*** Opening of Task input ***
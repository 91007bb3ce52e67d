//! Integration tests for the repository walker

use crate::common::create_test_config;
use base64::engine::general_purpose::STANDARD;
use base64::Engine;
use onyx_harvest::github::harvest;
use onyx_harvest::storage::{JsonStorage, Storage};
use onyx_harvest::types::{ComplexityTier, FileType};
use serde_json::json;
use tempfile::TempDir;
use wiremock::matchers::{method, path, query_param};
use wiremock::{Mock, MockServer, ResponseTemplate};

const REPO: &str = "/repos/onyx-lang/pkg-http-server";

const HTTP_DEMO: &str = r#"use core.net

Server :: struct { port: u32; }

main :: () {
    server := Server.{ port = 8080 };
    println("listening");
}
"#;

const README: &str = "# pkg-http-server\n\nAn HTTP server for Onyx.\n";

/// Mounts a blob endpoint; the payload is base64 wrapped the way the API wraps it
async fn mount_blob(server: &MockServer, sha: &str, content: &str) {
    let encoded = STANDARD.encode(content);
    let wrapped: Vec<String> = encoded
        .as_bytes()
        .chunks(60)
        .map(|chunk| String::from_utf8_lossy(chunk).into_owned())
        .collect();

    Mock::given(method("GET"))
        .and(path(format!("{}/git/blobs/{}", REPO, sha)))
        .respond_with(ResponseTemplate::new(200).set_body_json(json!({
            "sha": sha,
            "content": wrapped.join("\n"),
            "encoding": "base64",
        })))
        .expect(1)
        .mount(server)
        .await;
}

async fn mount_repository(server: &MockServer) {
    Mock::given(method("GET"))
        .and(path(REPO))
        .respond_with(ResponseTemplate::new(200).set_body_json(json!({
            "full_name": "onyx-lang/pkg-http-server",
            "description": "HTTP server package",
            "stargazers_count": 42,
            "html_url": "https://github.com/onyx-lang/pkg-http-server",
            "language": "Onyx",
            "default_branch": "main",
        })))
        .mount(server)
        .await;

    Mock::given(method("GET"))
        .and(path(format!("{}/git/trees/main", REPO)))
        .and(query_param("recursive", "1"))
        .respond_with(ResponseTemplate::new(200).set_body_json(json!({
            "sha": "tree-sha",
            "truncated": false,
            "tree": [
                { "path": "README.md", "type": "blob", "sha": "readme-sha", "size": README.len() },
                { "path": "examples", "type": "tree", "sha": "examples-sha" },
                { "path": "examples/http_demo.onyx", "type": "blob", "sha": "demo-sha", "size": HTTP_DEMO.len() },
                { "path": "lib/huge.onyx", "type": "blob", "sha": "huge-sha", "size": 5_000_000 },
                { "path": "node_modules/pkg/index.js", "type": "blob", "sha": "vendored-sha", "size": 10 },
                { "path": "logo.png", "type": "blob", "sha": "logo-sha", "size": 10 },
            ],
        })))
        .mount(server)
        .await;

    mount_blob(server, "readme-sha", README).await;
    mount_blob(server, "demo-sha", HTTP_DEMO).await;

    // Oversize, vendored and unclassified files are never fetched
    for sha in ["huge-sha", "vendored-sha", "logo-sha"] {
        Mock::given(method("GET"))
            .and(path(format!("{}/git/blobs/{}", REPO, sha)))
            .respond_with(ResponseTemplate::new(200))
            .expect(0)
            .mount(server)
            .await;
    }
}

#[tokio::test]
async fn test_harvest_builds_repository_corpus() {
    let mock_server = MockServer::start().await;
    let data_dir = TempDir::new().unwrap();
    let mut config = create_test_config(&mock_server.uri(), &mock_server.uri(), data_dir.path());
    config.github.repositories = vec!["https://github.com/onyx-lang/pkg-http-server".to_string()];

    mount_repository(&mock_server).await;

    let report = harvest(&config).await.expect("harvest failed");

    assert_eq!(report.repositories, 1);
    assert_eq!(report.degraded, 0);
    assert_eq!(report.files, 2);
    assert_eq!(report.skipped_oversize, 1);
    assert_eq!(report.dropped_files, 0);

    let storage = JsonStorage::open(data_dir.path());

    let repositories = storage.load_repositories().unwrap();
    assert_eq!(repositories[0].full_name, "onyx-lang/pkg-http-server");
    assert_eq!(repositories[0].stars, 42);
    assert_eq!(repositories[0].default_branch.as_deref(), Some("main"));

    let files = storage.load_repository_files().unwrap();
    let readme = files.iter().find(|f| f.path == "README.md").unwrap();
    assert_eq!(readme.file_type, FileType::Readme);
    assert_eq!(readme.content, README);

    let demo = files
        .iter()
        .find(|f| f.path == "examples/http_demo.onyx")
        .unwrap();
    assert_eq!(demo.file_type, FileType::Source);
    assert_eq!(demo.content, HTTP_DEMO);
    assert_eq!(
        demo.url,
        "https://github.com/onyx-lang/pkg-http-server/blob/main/examples/http_demo.onyx"
    );

    let patterns = storage.load_patterns().unwrap();
    assert_eq!(patterns.imports.len(), 1);
    assert_eq!(patterns.structs.len(), 1);
    assert!(patterns
        .functions
        .iter()
        .any(|record| record.definition.starts_with("main ::")));

    let topics = storage.load_topics().unwrap();
    let http = topics.get("http").expect("http topic missing");
    assert_eq!(http[0].path, "examples/http_demo.onyx");
    assert_eq!(http[0].complexity, Some(ComplexityTier::Simple));

    let analysis = storage.load_file_analysis().unwrap();
    assert_eq!(analysis.len(), 1);

    let file_types = storage.load_file_types().unwrap();
    assert_eq!(file_types.get(&FileType::Readme), Some(&1));
    assert_eq!(file_types.get(&FileType::Source), Some(&1));
}

#[tokio::test]
async fn test_missing_metadata_gives_degraded_descriptor() {
    let mock_server = MockServer::start().await;
    let data_dir = TempDir::new().unwrap();
    let mut config = create_test_config(&mock_server.uri(), &mock_server.uri(), data_dir.path());
    config.github.repositories = vec![
        "onyx-lang/vanished".to_string(),
        "not a repository".to_string(),
    ];

    Mock::given(method("GET"))
        .and(path("/repos/onyx-lang/vanished"))
        .respond_with(ResponseTemplate::new(404))
        .expect(1)
        .mount(&mock_server)
        .await;

    // Without metadata the walker falls back to HEAD
    Mock::given(method("GET"))
        .and(path("/repos/onyx-lang/vanished/git/trees/HEAD"))
        .respond_with(ResponseTemplate::new(404))
        .expect(1)
        .mount(&mock_server)
        .await;

    let report = harvest(&config).await.expect("harvest failed");

    assert_eq!(report.repositories, 1);
    assert_eq!(report.degraded, 1);
    assert_eq!(report.files, 0);
    assert_eq!(report.invalid_references, vec!["not a repository".to_string()]);

    let storage = JsonStorage::open(data_dir.path());
    let repositories = storage.load_repositories().unwrap();
    assert_eq!(repositories[0].full_name, "onyx-lang/vanished");
    assert!(repositories[0].fetch_error.is_some());

    // An empty corpus is still a written corpus
    assert!(storage.load_repository_files().unwrap().is_empty());
    assert!(storage.load_topics().unwrap().is_empty());
}

#[tokio::test]
async fn test_failed_and_oversize_blobs_do_not_stop_the_walk() {
    let mock_server = MockServer::start().await;
    let data_dir = TempDir::new().unwrap();
    let mut config = create_test_config(&mock_server.uri(), &mock_server.uri(), data_dir.path());
    config.github.repositories = vec!["onyx-lang/pkg-http-server".to_string()];
    config.github.max_file_size = 100;

    // Listed as small, but decodes well past the cap
    let padded = format!("// {}\nmain :: () {{}}\n", "x".repeat(200));

    Mock::given(method("GET"))
        .and(path(REPO))
        .respond_with(ResponseTemplate::new(200).set_body_json(json!({
            "full_name": "onyx-lang/pkg-http-server",
            "html_url": "https://github.com/onyx-lang/pkg-http-server",
            "default_branch": "main",
        })))
        .mount(&mock_server)
        .await;

    Mock::given(method("GET"))
        .and(path(format!("{}/git/trees/main", REPO)))
        .respond_with(ResponseTemplate::new(200).set_body_json(json!({
            "truncated": false,
            "tree": [
                { "path": "examples/http_demo.onyx", "type": "blob", "sha": "demo-sha", "size": 40 },
                { "path": "src/padded.onyx", "type": "blob", "sha": "padded-sha", "size": 10 },
                { "path": "README.md", "type": "blob", "sha": "readme-sha", "size": README.len() },
            ],
        })))
        .mount(&mock_server)
        .await;

    Mock::given(method("GET"))
        .and(path(format!("{}/git/blobs/demo-sha", REPO)))
        .respond_with(ResponseTemplate::new(500))
        .expect(1)
        .mount(&mock_server)
        .await;

    mount_blob(&mock_server, "padded-sha", &padded).await;
    mount_blob(&mock_server, "readme-sha", README).await;

    let report = harvest(&config).await.expect("harvest failed");

    assert_eq!(report.repositories, 1);
    assert_eq!(report.degraded, 0);
    assert_eq!(report.dropped_files, 1);
    assert_eq!(report.skipped_oversize, 1);
    assert_eq!(report.files, 1);

    let storage = JsonStorage::open(data_dir.path());
    let files = storage.load_repository_files().unwrap();
    assert_eq!(files.len(), 1);
    assert_eq!(files[0].path, "README.md");
    assert_eq!(files[0].content, README);
}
*** Close of Task input ***
**Exercise requirements**
Above are the records; report each line in them that includes the word "huge".

**Written reply**
                { "path": "lib/huge.onyx", "type": "blob", "sha": "huge-sha", "size": 5_000_000 },
    for sha in ["huge-sha", "vendored-sha", "logo-sha"] {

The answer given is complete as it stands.